No regression test is impacted.
It would be nice if AddNiChangeEvent() returned the iterator of the new event, then the following loop at line 240 would be a lot simpler: auto first = AddNiChangeEvent (NiChange (event->GetStartTime (), previousPowerStart + event->GetRxPowerW (), event)); auto last = AddNiChangeEvent (NiChange (event->GetEndTime (), previousPowerEnd, event)); for (auto i = first; i < last; ++i) { i->AddPower (event->GetRxPowerW ()); } Otherwise +1 I love working with the ns-3 team! Created attachment 3007 [details]
proposed solution
Peter, I like a lot your idea, but I am facing an issue when I do:
auto last = AddNiChangeEvent (...)
At that moment, a new vector is reallocated (since its size is incremented), so the distance between last and first has no sense anymore.
A solution is to return the distance to the first element instead of an iterator.
Please find the updated patch in attachment.
Created attachment 3008 [details]
Suggested revised patch
I've got some picky questions about the patch. I'll post my version (untested) for comparison/comment.
First, the original choice of typedef std::vector <NiChange> NiChanges; is problematic, for a container which is supposed to be sorted. std::multimap would be much better. Should we make that change now? Several loops would disappear, as well as the GetNextPosition, GetPreviousPosition...
interference-helper.cc:222: I don't understand the conditional. If NiChanges is empty (on inserting the first event), GetPreviousEvent will return a begin which can't be dereferenced. I think this should stanza should be handling the empty-list case like this:
double previousPowerStart = 0; // or should this be m_firstPower?
auto itPreviousEvent = GetPreviousPosition (event->GetStartTime ());
if ( m_niChanges.size() > 0 ) {
// itPrevious points to a real event with start time <= event
previousPowerStart = itPreviousEvent->GetPower ();
}
Similar comment on the next stanza, with similar alteration.
interference-helper.cc:234: I had to stare to see that the new power wasn't being added twice. I'd prefer:
auto first = AddNiChangeEvent (NiChange (event->GetStartTime (), previousPowerStart, event));
auto last = AddNiChangeEvent (NiChange (event->GetEndTime (), previousPowerEnd, event));
for (auto i = first; i < last; i++)
{
m_niChanges.at (i).AddPower (event->GetRxPowerW ());
}
interference-helper.cc:280: this loop exits on the first iteration
for (NiChanges::const_iterator i = eventIterator + 1; i != m_niChanges.end (); ++i)

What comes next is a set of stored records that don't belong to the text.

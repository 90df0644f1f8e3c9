//! Fluent Forward Exporter - forwards log batches to a Fluentd / Fluent Bit collector
//!
//! This binary reads log batches from stdin, one JSON-encoded batch per
//! line, and delivers each batch as a single Forward-protocol message.
//!
//! ## Features
//!
//! - Forward and gzip-compressed PackedForward modes
//! - Optional TLS, shared-key authentication and acknowledgements
//! - One reconnect-and-retry per batch
//! - Graceful shutdown on EOF or SIGINT
//!
//! ## Configuration
//!
//! Configuration is loaded from environment variables:
//!
//! - `FLUENT_FORWARD_ENDPOINT`: collector address (default: localhost:24224)
//! - `FLUENT_FORWARD_TAG`: routing tag (default: tag)
//! - `FLUENT_FORWARD_CONNECTION_TIMEOUT_SECS`: connect timeout (default: 30)
//! - `FLUENT_FORWARD_COMPRESS_GZIP`: use PackedForward with gzip (default: false)
//! - `FLUENT_FORWARD_REQUIRE_ACK`: wait for server acks (default: false)
//! - `RUST_LOG`: Logging level filter (default: info)

use std::sync::Arc;

use tokio::io::{AsyncBufRead, AsyncBufReadExt, BufReader};
use tokio::sync::watch;
use tracing::{error, info, warn};
use tracing_subscriber::EnvFilter;

use fluent_forward_exporter::config::Config;
use fluent_forward_exporter::connection::ForwardLink;
use fluent_forward_exporter::exporter::FluentForwardExporter;
use fluent_forward_exporter::logs::Logs;
use fluent_forward_exporter::metrics::DeliveryMetrics;

#[tokio::main]
async fn main() {
    // Initialize tracing subscriber with environment filter
    init_tracing();

    info!("Starting Fluent Forward exporter...");

    // Load configuration from environment
    let config = match Config::from_env() {
        Ok(config) => {
            info!(
                endpoint = %config.endpoint,
                tag = %config.tag,
                compress_gzip = config.compress_gzip,
                require_ack = config.require_ack,
                connection_timeout_secs = config.connection_timeout.as_secs(),
                "Configuration loaded"
            );
            config
        }
        Err(e) => {
            error!(error = %e, "Failed to load configuration");
            std::process::exit(1);
        }
    };

    let metrics = Arc::new(DeliveryMetrics::new());
    let exporter = match FluentForwardExporter::new(&config, metrics) {
        Ok(exporter) => exporter,
        Err(e) => {
            error!(error = %e, "Failed to create exporter");
            std::process::exit(1);
        }
    };

    if let Err(e) = exporter.start().await {
        error!(error = %e, "Failed to start exporter");
        std::process::exit(1);
    }

    info!("Exporter running. Reading batches from stdin, press Ctrl+C to stop.");

    let (shutdown_tx, shutdown_rx) = watch::channel(false);
    tokio::spawn(async move {
        match tokio::signal::ctrl_c().await {
            Ok(()) => info!("Shutdown signal received, stopping after the current batch..."),
            Err(e) => error!(error = %e, "Failed to listen for shutdown signal"),
        }
        let _ = shutdown_tx.send(true);
    });

    let stdin = BufReader::new(tokio::io::stdin());
    forward_batches(&exporter, stdin, shutdown_rx).await;

    // Graceful shutdown
    if let Err(e) = exporter.stop().await {
        warn!(error = %e, "Failed to close connection cleanly");
    }

    let stats = exporter.stats();
    info!(
        batches_sent = stats.batches_sent,
        records_sent = stats.records_sent,
        batches_failed = stats.batches_failed,
        send_failures = stats.send_failures,
        reconnects = stats.reconnects,
        "Fluent Forward exporter stopped"
    );
}

/// Initialize the tracing subscriber with environment-based filtering.
fn init_tracing() {
    let filter = EnvFilter::try_from_default_env()
        .unwrap_or_else(|_| EnvFilter::new("info"));

    tracing_subscriber::fmt()
        .with_env_filter(filter)
        .with_target(true)
        .with_thread_ids(false)
        .with_file(false)
        .with_line_number(false)
        .compact()
        .init();
}

/// Deliver every batch read from `input` until EOF or shutdown.
///
/// Shutdown is only observed between batches, so a delivery in progress
/// always runs to completion. Lines that do not parse are skipped; delivery
/// failures are logged and the next batch is attempted.
async fn forward_batches<L, R>(
    exporter: &FluentForwardExporter<L>,
    input: R,
    mut shutdown: watch::Receiver<bool>,
) where
    L: ForwardLink,
    R: AsyncBufRead + Unpin,
{
    let mut lines = input.lines();
    let mut line_number: u64 = 0;

    loop {
        if *shutdown.borrow() {
            break;
        }

        let next = tokio::select! {
            next = lines.next_line() => next,
            changed = shutdown.changed() => {
                if changed.is_err() {
                    // Signal listener is gone; keep reading until EOF.
                    lines.next_line().await
                } else {
                    continue;
                }
            }
        };

        let line = match next {
            Ok(Some(line)) => line,
            Ok(None) => {
                info!("Input closed, stopping...");
                break;
            }
            Err(e) => {
                error!(error = %e, "Failed to read input");
                break;
            }
        };
        line_number += 1;

        let Some(logs) = parse_batch(&line, line_number) else {
            continue;
        };

        // Failures are already logged and counted by the exporter
        let _ = exporter.deliver(&logs).await;
    }
}

fn parse_batch(line: &str, line_number: u64) -> Option<Logs> {
    if line.trim().is_empty() {
        return None;
    }

    match serde_json::from_str::<Logs>(line) {
        Ok(logs) => Some(logs),
        Err(e) => {
            warn!(line = line_number, error = %e, "Skipping malformed batch");
            None
        }
    }
}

interference-helper.cc:364 and
noiseInterferenceW = j->GetPower () - powerW;
The NiChange j has the total received power, so we subtract the signal power to get the noise?
interference-helper.cc:870: simplify using GetPreviousPosition:
m_rxing = false;
//Update m_firstPower for frame capture
auto it = GetPreviousPosition (Simulator::Now ());
m_firstPower = it->GetPower ();
Peter, I see you still have GetDelta calls in your patch, is it a mistake? Also, this cannot work: auto first = AddNiChangeEvent (NiChange (event->GetStartTime (), previousPowerStart, event)); auto last = AddNiChangeEvent (NiChange (event->GetEndTime (), previousPowerEnd, event)); for (auto i = first; i < last; i++) { m_niChanges.at (i).AddPower (event->GetRxPowerW ()); } Because when we insert the event, it is reallocated so we need to use the distance instead as in my latest patch. Whoops, looks like I applied to an old version. I can't seem to ssh to/from code.nsnam.org ATM, probably our firewall. first and last are just indices into the vector, not pointer-style iterators, so first isn't invalidated by inserting last into the vector. If you don't like this, all the more reason to switch to multi_map. Multimap seems indeed appealing here :-) Can you please provide your updated patch? Normally, you should be able to pull from ns-3-dev. Created attachment 3009 [details]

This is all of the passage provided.